| Record excerpts |
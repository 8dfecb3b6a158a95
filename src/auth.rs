//! Bearer-token authentication against a static tenant table.

use std::collections::HashMap;

use thiserror::Error;
use uuid::Uuid;

const BEARER_PREFIX: &str = "bearer ";

/// Realm advertised in `WWW-Authenticate` challenges.
pub const REALM: &str = "FxGate Currency Exchange API";

/// Reasons an `Authorization` header was rejected.
#[derive(Debug, Clone, PartialEq, Eq, Error)]
pub enum AuthError {
    #[error("Only bearer authentication is supported.")]
    NotBearer,
    #[error("Could not parse bearer token.")]
    MalformedToken,
    #[error("Given token did not match any tenants.")]
    UnknownToken,
}

/// An authenticated caller.
#[derive(Debug, Clone, PartialEq, Eq)]
pub struct Identity {
    /// Tenant name; this is the key the rate limiter counts against.
    pub tenant: String,
    /// The token the tenant presented.
    pub token: Uuid,
}

/// Resolves `Authorization: Bearer <uuid>` headers to tenants.
#[derive(Debug, Clone, Default)]
pub struct BearerAuthenticator {
    tenants: HashMap<Uuid, String>,
}

impl BearerAuthenticator {
    /// Create an authenticator over a token -> tenant table.
    pub fn new(tenants: HashMap<Uuid, String>) -> Self {
        Self { tenants }
    }

    /// Number of known tokens.
    pub fn tenant_count(&self) -> usize {
        self.tenants.len()
    }

    /// Authenticate the raw `Authorization` header value.
    ///
    /// A missing header is not an error: it yields `Ok(None)` and the caller
    /// decides whether anonymous access is acceptable.
    pub fn authenticate(&self, header: Option<&str>) -> Result<Option<Identity>, AuthError> {
        let Some(header) = header else {
            return Ok(None);
        };

        let token = match header.get(..BEARER_PREFIX.len()) {
            Some(prefix) if prefix.eq_ignore_ascii_case(BEARER_PREFIX) => {
                &header[BEARER_PREFIX.len()..]
            }
            _ => return Err(AuthError::NotBearer),
        };

        let token = Uuid::parse_str(token.trim()).map_err(|_| AuthError::MalformedToken)?;

        let tenant = self.tenants.get(&token).ok_or(AuthError::UnknownToken)?;

        Ok(Some(Identity {
            tenant: tenant.clone(),
            token,
        }))
    }
}

#[cfg(test)]
mod tests {
    use super::*;

    const ACME: &str = "71fe92a8-e54b-4e99-a130-d960dcd0436e";

    fn authenticator() -> BearerAuthenticator {
        let mut tenants = HashMap::new();
        tenants.insert(Uuid::parse_str(ACME).unwrap(), "acme".to_string());
        BearerAuthenticator::new(tenants)
    }

    #[test]
    fn test_missing_header_is_anonymous() {
        assert_eq!(authenticator().authenticate(None), Ok(None));
    }

    #[test]
    fn test_known_token_resolves_tenant() {
        let identity = authenticator()
            .authenticate(Some(&format!("Bearer {ACME}")))
            .unwrap()
            .unwrap();

        assert_eq!(identity.tenant, "acme");
        assert_eq!(identity.token.to_string(), ACME);
    }

    #[test]
    fn test_scheme_is_case_insensitive() {
        let upper = format!("BEARER {}", ACME.to_uppercase());
        let identity = authenticator().authenticate(Some(&upper)).unwrap();
        assert_eq!(identity.map(|i| i.tenant), Some("acme".to_string()));
    }

    #[test]
    fn test_other_schemes_rejected() {
        let auth = authenticator();
        assert_eq!(
            auth.authenticate(Some("Basic dXNlcjpwYXNz")),
            Err(AuthError::NotBearer)
        );
        assert_eq!(auth.authenticate(Some("Bear")), Err(AuthError::NotBearer));
        assert_eq!(auth.authenticate(Some("")), Err(AuthError::NotBearer));
    }

    #[test]
    fn test_malformed_token_rejected() {
        assert_eq!(
            authenticator().authenticate(Some("Bearer not-a-uuid")),
            Err(AuthError::MalformedToken)
        );
    }

    #[test]
    fn test_unknown_token_rejected() {
        let stranger = format!("Bearer {}", Uuid::new_v4());
        assert_eq!(
            authenticator().authenticate(Some(&stranger)),
            Err(AuthError::UnknownToken)
        );
    }

    #[test]
    fn test_multibyte_header_does_not_panic() {
        assert_eq!(
            authenticator().authenticate(Some("Bé ")),
            Err(AuthError::NotBearer)
        );
    }
}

| About this task |
From the material above, set down exactly the lines starting at the one with "assert_eq!(identity.token.to_string(), ACME);" and ending at the one with "identity = authenticator().authenticate(Some(&upper)).unwrap();", end lines included.

| Exercise result |
        assert_eq!(identity.token.to_string(), ACME);
    }

    #[test]
    fn test_scheme_is_case_insensitive() {
        let upper = format!("BEARER {}", ACME.to_uppercase());
        let identity = authenticator().authenticate(Some(&upper)).unwrap();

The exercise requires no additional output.